Available data:
+--

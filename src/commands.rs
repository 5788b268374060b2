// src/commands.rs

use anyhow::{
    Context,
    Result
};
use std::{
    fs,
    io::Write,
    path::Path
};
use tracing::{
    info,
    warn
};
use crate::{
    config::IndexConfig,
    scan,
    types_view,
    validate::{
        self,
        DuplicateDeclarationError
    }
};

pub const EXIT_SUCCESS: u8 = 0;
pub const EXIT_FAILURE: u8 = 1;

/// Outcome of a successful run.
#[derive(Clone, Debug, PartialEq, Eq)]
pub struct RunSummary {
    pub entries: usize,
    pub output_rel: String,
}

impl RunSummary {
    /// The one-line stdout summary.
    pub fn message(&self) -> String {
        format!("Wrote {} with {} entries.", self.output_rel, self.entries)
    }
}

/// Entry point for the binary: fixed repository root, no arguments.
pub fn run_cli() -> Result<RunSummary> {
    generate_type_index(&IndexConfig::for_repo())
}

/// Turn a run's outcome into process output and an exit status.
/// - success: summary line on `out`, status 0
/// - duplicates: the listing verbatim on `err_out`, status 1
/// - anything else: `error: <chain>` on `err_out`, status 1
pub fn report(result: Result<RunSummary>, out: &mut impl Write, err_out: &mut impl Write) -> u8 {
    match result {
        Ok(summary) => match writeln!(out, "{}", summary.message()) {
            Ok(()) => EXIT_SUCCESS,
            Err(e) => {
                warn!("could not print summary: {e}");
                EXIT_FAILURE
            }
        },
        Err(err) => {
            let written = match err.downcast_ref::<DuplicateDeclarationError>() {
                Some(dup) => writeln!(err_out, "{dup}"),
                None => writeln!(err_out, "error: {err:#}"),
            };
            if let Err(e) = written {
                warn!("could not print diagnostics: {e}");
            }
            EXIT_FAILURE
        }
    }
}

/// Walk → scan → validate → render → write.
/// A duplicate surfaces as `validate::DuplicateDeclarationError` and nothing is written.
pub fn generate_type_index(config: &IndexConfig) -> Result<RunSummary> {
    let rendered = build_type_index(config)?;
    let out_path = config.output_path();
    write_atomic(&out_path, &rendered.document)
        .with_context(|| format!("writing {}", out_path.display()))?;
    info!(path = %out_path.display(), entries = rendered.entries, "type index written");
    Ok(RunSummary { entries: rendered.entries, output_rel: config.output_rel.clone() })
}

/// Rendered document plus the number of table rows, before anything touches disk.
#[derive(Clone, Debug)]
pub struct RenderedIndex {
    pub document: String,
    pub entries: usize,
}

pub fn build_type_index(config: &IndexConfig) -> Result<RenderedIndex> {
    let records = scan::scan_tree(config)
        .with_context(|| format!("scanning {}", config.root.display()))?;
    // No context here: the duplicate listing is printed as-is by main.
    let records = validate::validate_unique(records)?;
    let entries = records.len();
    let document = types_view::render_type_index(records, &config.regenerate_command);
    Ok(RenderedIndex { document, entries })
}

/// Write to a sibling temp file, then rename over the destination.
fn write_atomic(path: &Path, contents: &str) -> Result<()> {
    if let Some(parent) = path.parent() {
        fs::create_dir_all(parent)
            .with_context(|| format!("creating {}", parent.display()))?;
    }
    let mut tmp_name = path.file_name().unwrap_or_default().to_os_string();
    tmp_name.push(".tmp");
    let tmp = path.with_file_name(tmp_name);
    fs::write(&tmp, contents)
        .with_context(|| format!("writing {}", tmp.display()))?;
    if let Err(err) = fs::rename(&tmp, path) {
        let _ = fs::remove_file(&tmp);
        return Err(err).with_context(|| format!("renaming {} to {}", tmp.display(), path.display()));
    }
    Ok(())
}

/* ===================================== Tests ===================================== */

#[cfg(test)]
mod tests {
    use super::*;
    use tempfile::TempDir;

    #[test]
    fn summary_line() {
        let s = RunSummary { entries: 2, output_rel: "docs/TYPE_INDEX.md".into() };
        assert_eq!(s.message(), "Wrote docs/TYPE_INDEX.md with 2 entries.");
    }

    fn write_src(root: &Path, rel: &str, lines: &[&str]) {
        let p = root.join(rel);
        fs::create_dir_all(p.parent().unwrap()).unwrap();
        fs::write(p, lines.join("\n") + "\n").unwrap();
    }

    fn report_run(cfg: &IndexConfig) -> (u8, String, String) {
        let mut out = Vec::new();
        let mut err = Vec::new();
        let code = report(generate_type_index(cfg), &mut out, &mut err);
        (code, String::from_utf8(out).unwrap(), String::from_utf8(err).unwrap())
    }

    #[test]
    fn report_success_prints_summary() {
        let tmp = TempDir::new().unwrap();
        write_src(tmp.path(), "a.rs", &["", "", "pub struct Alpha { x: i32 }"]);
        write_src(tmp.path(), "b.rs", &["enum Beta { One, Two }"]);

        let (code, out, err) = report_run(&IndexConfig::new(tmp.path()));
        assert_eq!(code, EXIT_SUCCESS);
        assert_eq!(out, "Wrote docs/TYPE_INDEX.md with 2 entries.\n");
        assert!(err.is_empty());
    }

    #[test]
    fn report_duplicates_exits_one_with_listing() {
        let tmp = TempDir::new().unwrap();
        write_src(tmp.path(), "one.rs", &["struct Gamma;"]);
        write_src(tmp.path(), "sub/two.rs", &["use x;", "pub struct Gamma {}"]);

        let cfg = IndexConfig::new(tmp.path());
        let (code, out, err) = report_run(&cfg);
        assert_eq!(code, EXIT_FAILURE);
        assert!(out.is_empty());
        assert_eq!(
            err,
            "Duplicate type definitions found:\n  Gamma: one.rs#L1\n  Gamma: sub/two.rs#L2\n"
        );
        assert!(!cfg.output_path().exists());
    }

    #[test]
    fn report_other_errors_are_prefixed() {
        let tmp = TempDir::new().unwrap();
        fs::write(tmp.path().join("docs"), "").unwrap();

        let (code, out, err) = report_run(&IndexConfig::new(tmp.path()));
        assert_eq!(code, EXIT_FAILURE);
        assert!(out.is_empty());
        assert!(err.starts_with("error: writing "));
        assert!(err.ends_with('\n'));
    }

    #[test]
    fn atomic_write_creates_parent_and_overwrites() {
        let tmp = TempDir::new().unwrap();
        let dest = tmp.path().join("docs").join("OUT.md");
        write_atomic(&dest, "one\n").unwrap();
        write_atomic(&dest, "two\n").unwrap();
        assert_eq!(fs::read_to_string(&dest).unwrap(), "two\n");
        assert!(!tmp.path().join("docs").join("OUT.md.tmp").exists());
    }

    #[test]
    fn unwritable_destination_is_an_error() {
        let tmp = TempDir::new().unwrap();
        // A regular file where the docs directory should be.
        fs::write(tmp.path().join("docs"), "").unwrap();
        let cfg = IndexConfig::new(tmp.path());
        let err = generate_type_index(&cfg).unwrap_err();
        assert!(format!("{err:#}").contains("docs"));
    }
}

+--

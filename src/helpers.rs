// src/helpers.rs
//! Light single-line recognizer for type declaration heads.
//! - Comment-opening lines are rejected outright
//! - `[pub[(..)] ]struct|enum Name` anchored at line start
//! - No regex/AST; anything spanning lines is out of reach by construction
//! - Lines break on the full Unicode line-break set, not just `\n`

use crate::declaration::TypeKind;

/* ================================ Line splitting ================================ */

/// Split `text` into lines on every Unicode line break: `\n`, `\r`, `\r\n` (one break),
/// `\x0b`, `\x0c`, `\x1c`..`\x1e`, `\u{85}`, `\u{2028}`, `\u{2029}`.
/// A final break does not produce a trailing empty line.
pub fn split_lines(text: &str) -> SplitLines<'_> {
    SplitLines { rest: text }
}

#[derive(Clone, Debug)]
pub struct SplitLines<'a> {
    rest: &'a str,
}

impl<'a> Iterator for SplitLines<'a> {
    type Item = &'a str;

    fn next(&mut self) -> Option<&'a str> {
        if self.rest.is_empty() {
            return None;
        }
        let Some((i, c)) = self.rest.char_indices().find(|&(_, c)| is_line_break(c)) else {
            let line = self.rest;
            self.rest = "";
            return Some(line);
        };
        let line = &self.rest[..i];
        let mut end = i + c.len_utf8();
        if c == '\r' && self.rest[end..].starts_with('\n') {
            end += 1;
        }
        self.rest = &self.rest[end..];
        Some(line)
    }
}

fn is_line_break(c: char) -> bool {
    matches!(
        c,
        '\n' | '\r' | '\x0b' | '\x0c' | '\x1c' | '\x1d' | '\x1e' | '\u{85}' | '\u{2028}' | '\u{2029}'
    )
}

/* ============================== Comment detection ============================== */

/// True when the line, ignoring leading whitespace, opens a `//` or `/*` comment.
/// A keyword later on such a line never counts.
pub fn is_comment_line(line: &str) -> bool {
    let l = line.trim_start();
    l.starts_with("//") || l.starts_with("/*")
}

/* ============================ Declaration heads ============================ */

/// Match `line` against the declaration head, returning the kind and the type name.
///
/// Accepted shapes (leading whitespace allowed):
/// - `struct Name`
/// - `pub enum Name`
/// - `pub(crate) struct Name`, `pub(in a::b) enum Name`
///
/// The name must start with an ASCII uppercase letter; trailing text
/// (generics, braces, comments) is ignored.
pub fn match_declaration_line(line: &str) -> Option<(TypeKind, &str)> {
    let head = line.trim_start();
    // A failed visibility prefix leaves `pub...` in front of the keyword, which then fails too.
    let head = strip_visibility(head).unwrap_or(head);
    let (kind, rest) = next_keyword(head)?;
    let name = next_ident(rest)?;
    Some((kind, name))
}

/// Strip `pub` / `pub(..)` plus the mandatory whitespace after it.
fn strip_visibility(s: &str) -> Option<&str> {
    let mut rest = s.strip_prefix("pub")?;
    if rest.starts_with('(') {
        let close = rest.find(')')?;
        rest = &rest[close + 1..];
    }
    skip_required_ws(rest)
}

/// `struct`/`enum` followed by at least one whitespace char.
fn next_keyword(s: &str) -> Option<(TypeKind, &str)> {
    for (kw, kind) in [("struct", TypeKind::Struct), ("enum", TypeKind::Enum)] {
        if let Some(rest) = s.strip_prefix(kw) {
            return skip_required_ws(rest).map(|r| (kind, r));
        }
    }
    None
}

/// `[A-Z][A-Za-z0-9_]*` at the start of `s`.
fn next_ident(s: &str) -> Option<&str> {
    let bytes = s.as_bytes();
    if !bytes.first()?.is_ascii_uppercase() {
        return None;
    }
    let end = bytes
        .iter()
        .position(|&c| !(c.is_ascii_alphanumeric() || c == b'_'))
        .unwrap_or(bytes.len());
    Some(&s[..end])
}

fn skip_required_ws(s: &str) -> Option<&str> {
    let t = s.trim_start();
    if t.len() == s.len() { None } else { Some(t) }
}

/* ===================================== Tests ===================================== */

+--

About this task: Each line carrying the string "exists" should be copied out from the entries.

Response area:
        assert!(!cfg.output_path().exists());
        assert!(!tmp.path().join("docs").join("OUT.md.tmp").exists());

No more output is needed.